**Data to use:**

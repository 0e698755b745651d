//! Error types for chunk storage, job execution and world construction.

use std::io;
use std::path::PathBuf;

use strata_voxel::{ChunkCodecError, ChunkCoord, RegistryError};

/// Errors from a [`ChunkStore`](crate::ChunkStore).
#[derive(Debug, thiserror::Error)]
pub enum StoreError {
    /// The save directory could not be created.
    #[error("failed to create save directory {path}: {source}")]
    CreateDir {
        path: PathBuf,
        #[source]
        source: io::Error,
    },
    /// Reading or writing one chunk failed.
    #[error("I/O error for chunk {coord}: {source}")]
    Io {
        coord: ChunkCoord,
        #[source]
        source: io::Error,
    },
}

/// Why a load job fell back to generation.
#[derive(Debug, thiserror::Error)]
pub enum LoadError {
    #[error(transparent)]
    Store(#[from] StoreError),
    #[error("corrupt chunk data: {0}")]
    Codec(#[from] ChunkCodecError),
    /// The store reported the chunk earlier but it is gone now.
    #[error("saved chunk disappeared")]
    Missing,
}

/// Fatal errors surfaced while building a [`World`](crate::World).
#[derive(Debug, thiserror::Error)]
pub enum WorldError {
    /// A worker thread could not be started.
    #[error("failed to spawn worker thread: {0}")]
    WorkerSpawn(#[source] io::Error),
    /// The block or template palette is missing a required type.
    #[error(transparent)]
    Registry(#[from] RegistryError),
    #[error(transparent)]
    Store(#[from] StoreError),
    /// Streaming settings are inconsistent.
    #[error("invalid streaming settings: {0}")]
    InvalidSettings(String),
}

**Task to carry out:** Word for word, please return the lines from the one containing "pub enum LoadError" through the end of the listing, both ends included, and nothing else.

**Exercise output:**
pub enum LoadError {
    #[error(transparent)]
    Store(#[from] StoreError),
    #[error("corrupt chunk data: {0}")]
    Codec(#[from] ChunkCodecError),
    /// The store reported the chunk earlier but it is gone now.
    #[error("saved chunk disappeared")]
    Missing,
}

/// Fatal errors surfaced while building a [`World`](crate::World).
#[derive(Debug, thiserror::Error)]
pub enum WorldError {
    /// A worker thread could not be started.
    #[error("failed to spawn worker thread: {0}")]
    WorkerSpawn(#[source] io::Error),
    /// The block or template palette is missing a required type.
    #[error(transparent)]
    Registry(#[from] RegistryError),
    #[error(transparent)]
    Store(#[from] StoreError),
    /// Streaming settings are inconsistent.
    #[error("invalid streaming settings: {0}")]
    InvalidSettings(String),
}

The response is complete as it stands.